Scatter-correction (MSC and NBR) spectral preprocessing performed well and provided the best results for Cubist-MSC (R2 = 0.83, RMSE = 7.29 %, RPIQ = 3.70), SVM-NBR (R2 = 0.77, RMSE = 8.69 %, RPIQ = 3.11), GPR-NBR (R2 = 0.76, RMSE = 8.80 %, RPIQ = 3.07), and PLS-NBR (R2 = 0.75, RMSE = 8.94 %, RPIQ = 3.02), respectively. These results were consistent with previous studies estimating clay content based on VIS-NIR-SWIR regions (R2 = 0.62-0.93) (Minasny and Mcbratney, 2008; Viscarra Rossel and Behrens, 2010; Viscarra Rossel and Webster, 2012; Ramirez-Lopes et al., 2013; Araújo et al., 2014; Terra et al., 2015; Lacerda et al., 2016; Dotto et al., 2017; Lucà et al., 2017; Pinheiro et al., 2017; Santana et al., 2018). Similar performance was achieved with RF-FDSG (R2 = 0.76, RMSE = 8.85 %, RPIQ = 3.05). Machine learning algorithms (Cubist, SVM, GPR, and RF) outperformed the PLS approach (Table 3). This better performance may be explained by the inclusion of non-linear relationship between clay content and spectra, interaction effects of the regression task, as well as linear combinations of variables (Kovačević et al., 2010; Gomez et al., 2016). In the study presented by Dotto et al. (2017), SVM and PLS models were applied to the prediction of soil organic carbon (SOC), sand, silt, and clay content using VIS-NIR-SWIR ranges. A local scale dataset of 299 soil samples from the central region of SC was used and statistical differences between the RMSE mean values of the SVM (RMSE = 7.68 %) and PLS (RMSE = 8.58 %) models were found, whereby SVM produced the best fitting model (R2val = 0.62) and the lowest error (RMSEval = 6.84 %) for clay content estimation. For SOC, sand, and silt, they did not find any statistical differences between the two multivariate models. On the other hand, Santana et al. (2018) compared RF and PLS to assess sand and clay content and found a significant difference between the results of the two models, RF (RMSEval = 7.61 %) and PLS (RMSEval = 8.82 %) for clay content, with RF proving to be the better approach. These authors used 641 soil samples from several regions of Brazil.

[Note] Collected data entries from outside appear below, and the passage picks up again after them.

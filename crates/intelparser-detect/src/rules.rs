//! Declarative, immutable rule table. Rules are not subclasses: each is a
//! plain record with a `post_processor` selected by kind and dispatched in
//! `postprocess.rs` — Rust has closures too, but a tagged union keeps the
//! table `'static` and trivially `Send + Sync` across worker threads.

use std::sync::OnceLock;

use regex::Regex;

/// Which post-processing routine validates and enriches a rule's matches.
#[derive(Debug, Clone, Copy, PartialEq, Eq)]
pub enum PostProcessorKind {
    Url,
    Email,
    EmailPass,
    /// Leak2: multiline, labeled `url|host` / `user|...` / `pass|...` blocks.
    UrlEmailPassLabeled,
    /// Leak3: single-line `url[: ]email:pass`.
    UrlEmailPassInline,
    /// Not present in the provider's own rule set; authored directly from
    /// the specification's URL:User:Pass scenario plus the CPF validator.
    UrlUserPass,
}

pub struct Rule {
    pub id: &'static str,
    pub description: &'static str,
    pub regex: Option<Regex>,
    pub path_regex: Option<Regex>,
    /// Minimum Shannon entropy for the captured secret; 0.0 disables the floor.
    pub entropy: f64,
    /// Which capture group is the "secret"; 0 means first non-empty group.
    pub secret_group: usize,
    pub keywords: Vec<&'static str>,
    pub check_global_stopwords: bool,
    pub post_processor: PostProcessorKind,
}

/// Case-insensitive global denylist: matches anywhere in a captured secret
/// discard the finding when a rule sets `check_global_stopwords`. Data, not
/// code — kept here as the built-in default, overridable by configuration.
pub const DEFAULT_GLOBAL_STOPWORDS: &[&str] = &["gitleaks:allow", "example.com", "lorem ipsum"];

/// Domains that never count as a real email finding, regardless of rule.
pub const DEFAULT_EMAIL_DOMAIN_STOPWORDS: &[&str] =
    &["noreply.github.com", "sentry.io", "localhost"];

/// Domains that never count as a real URL finding.
pub const DEFAULT_URL_DOMAIN_STOPWORDS: &[&str] =
    &["schema.org", "w3.org", "localhost", "127.0.0.1"];

/// Constructor-injected stop-word sets, so tests can run hermetically
/// against a known-small list instead of the process-wide defaults.
#[derive(Debug, Clone)]
pub struct StopWordSets {
    pub global: Vec<String>,
    pub email_domain: Vec<String>,
    pub url_domain: Vec<String>,
}

impl Default for StopWordSets {
    fn default() -> Self {
        Self {
            global: DEFAULT_GLOBAL_STOPWORDS.iter().map(|s| s.to_string()).collect(),
            email_domain: DEFAULT_EMAIL_DOMAIN_STOPWORDS
                .iter()
                .map(|s| s.to_string())
                .collect(),
            url_domain: DEFAULT_URL_DOMAIN_STOPWORDS
                .iter()
                .map(|s| s.to_string())
                .collect(),
        }
    }
}

pub fn contains_stopword(haystack: &str, stopwords: &[String]) -> bool {
    let lower = haystack.to_lowercase();
    stopwords.iter().any(|w| lower.contains(&w.to_lowercase()))
}

fn compiled(pattern: &str) -> Regex {
    Regex::new(pattern).expect("built-in rule pattern must compile")
}

/// The five built-in rules, loaded once at startup. The union of their
/// keywords seeds the Prefilter.
pub fn default_rules() -> Vec<Rule> {
    vec![
        Rule {
            id: "Url",
            description: "Extract URLs.",
            regex: Some(compiled(
                r#"(?i)(https?:\/\/[a-zA-Z0-9.-]+(?:\.[^\x00-\x1F\s\\,"'<: ]{2,})(?:\/[^\x00-\x1F\s\\,"'<: ]*)?)"#,
            )),
            path_regex: None,
            entropy: 1.0,
            secret_group: 0,
            keywords: vec!["http://", "https://"],
            check_global_stopwords: false,
            post_processor: PostProcessorKind::Url,
        },
        Rule {
            id: "Email",
            description: "Extract Emails.",
            regex: Some(compiled(
                r"(?i)([a-zA-Z0-9_\-\.]+[@|%40][A-Z0-9](?:[A-Z0-9-]*[A-Z0-9])?\.(?:[A-Z0-9](?:[A-Z0-9-]*[A-Z0-9])?)+)",
            )),
            path_regex: None,
            entropy: 2.1,
            secret_group: 0,
            keywords: vec!["@", "%40"],
            check_global_stopwords: false,
            post_processor: PostProcessorKind::Email,
        },
        Rule {
            id: "Leak1 » Email:Pass",
            description: "Extract Email:Pass leaks",
            regex: Some(compiled(
                r"(?i)([a-z0-9._-]+(@|%40)[a-z0-9.-]+\.[a-z]{2,}):([^\s\\]{3,})",
            )),
            path_regex: None,
            entropy: 0.91,
            secret_group: 3,
            keywords: vec!["@", ":"],
            check_global_stopwords: false,
            post_processor: PostProcessorKind::EmailPass,
        },
        Rule {
            id: "Leak2 » URL:Email:Pass",
            description: "Extract Email:Pass leaks",
            regex: Some(compiled(
                r#"(?i)([a-zA-Z0-9_]+)[: ]{1,3}([a-zA-Z0-9_-]{2,30}:\/\/[^"'\n]{1,512})\n[ \t]{0,5}(user|username|login|email)[ :]{1,3}([^\n]{3,512})\n[ \t]{0,5}(pass|password|token|secret|senha|pwd)[ :]{1,3}([^\n\r\t]{3,512})"#,
            )),
            path_regex: None,
            entropy: 0.91,
            secret_group: 6,
            keywords: vec!["http://", "https://"],
            check_global_stopwords: false,
            post_processor: PostProcessorKind::UrlEmailPassLabeled,
        },
        Rule {
            id: "Leak3 » URL:Email:Pass",
            description: "Extract URL:Email:Pass leaks",
            regex: Some(compiled(
                r#"(?i)(https?:\/\/[a-zA-Z0-9.-]+(?:\.[^\x00-\x1F\s\\,"'<: ]{2,})(?:\/[^\x00-\x1F\s\\,"'<: ]*)?)[: ]{1,3}([a-z0-9._-]+(@|%40)[a-z0-9.-]+\.[a-z]{2,}):([^\s\\]{3,})"#,
            )),
            path_regex: None,
            entropy: 0.91,
            secret_group: 4,
            keywords: vec!["http://", "https://"],
            check_global_stopwords: false,
            post_processor: PostProcessorKind::UrlEmailPassInline,
        },
        Rule {
            id: "Leak4 » URL:User:Pass",
            description: "Extract URL:User:Pass leaks, optionally carrying a CPF in user or pass",
            regex: Some(compiled(
                r#"(?i)(https?:\/\/[a-zA-Z0-9.-]+(?:\.[^\x00-\x1F\s\\,"'<: ]{2,})(?:\/[^\x00-\x1F\s\\,"'<: ]*)?)[: ]{1,3}([a-zA-Z0-9._\-@]{3,64}):([^\s\\]{3,})"#,
            )),
            path_regex: None,
            entropy: 0.91,
            secret_group: 3,
            keywords: vec!["http://", "https://"],
            check_global_stopwords: false,
            post_processor: PostProcessorKind::UrlUserPass,
        },
    ]
}

/// Lower-cased, de-duplicated union of every rule's keywords.
pub fn unique_keywords(rules: &[Rule]) -> Vec<String> {
    let mut seen = std::collections::HashSet::new();
    let mut out = Vec::new();
    for rule in rules {
        for kw in &rule.keywords {
            let lower = kw.to_lowercase();
            if seen.insert(lower.clone()) {
                out.push(lower);
            }
        }
    }
    out
}

/// Protocol-token rejection list for `URL:User:Pass`: a submatch equal to,
/// or containing, one of these is structurally not a username.
pub fn protocol_token_regex() -> &'static Regex {
    static RE: OnceLock<Regex> = OnceLock::new();
    RE.get_or_init(|| Regex::new(r"(?i)^(https?|include|ftp)$|http").unwrap())
}

/// `Leak3`'s full pattern, re-exposed so the post-processor can re-extract
/// its four capture groups from `finding.line`, matching `leak3.go`'s own
/// `iRe.FindStringSubmatch(finding.Line)` call.
pub fn leak3_capture_regex() -> &'static Regex {
    static RE: OnceLock<Regex> = OnceLock::new();
    RE.get_or_init(|| {
        Regex::new(
            r#"(?i)(https?:\/\/[a-zA-Z0-9.-]+(?:\.[^\x00-\x1F\s\\,"'<: ]{2,})(?:\/[^\x00-\x1F\s\\,"'<: ]*)?)[: ]{1,3}([a-z0-9._-]+(@|%40)[a-z0-9.-]+\.[a-z]{2,}):([^\s\\]{3,})"#,
        )
        .unwrap()
    })
}

/// `Leak4`'s full pattern, re-exposed for the same reason as
/// [`leak3_capture_regex`].
pub fn leak4_capture_regex() -> &'static Regex {
    static RE: OnceLock<Regex> = OnceLock::new();
    RE.get_or_init(|| {
        Regex::new(
            r#"(?i)(https?:\/\/[a-zA-Z0-9.-]+(?:\.[^\x00-\x1F\s\\,"'<: ]{2,})(?:\/[^\x00-\x1F\s\\,"'<: ]*)?)[: ]{1,3}([a-zA-Z0-9._\-@]{3,64}):([^\s\\]{3,})"#,
        )
        .unwrap()
    })
}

The PLS is the most linear common multivariate model for quantitative spectroscopy analysis in soil. This model is based on the decomposition of spectral data into latent variables that capture most of the variance existing in the spectrum, and linear models are then created using the scores of the most correlated features (Morellos et al., 2016). However, in PLS, non-linear relationships can only be modeled in a limited way, and the model is a linear function of all wavenumbers, whereas in regression-rule models like Cubist, these non-linearities can be efficiently modeled using a set of comprehensible linear equations (Minasny and Mcbratney, 2008).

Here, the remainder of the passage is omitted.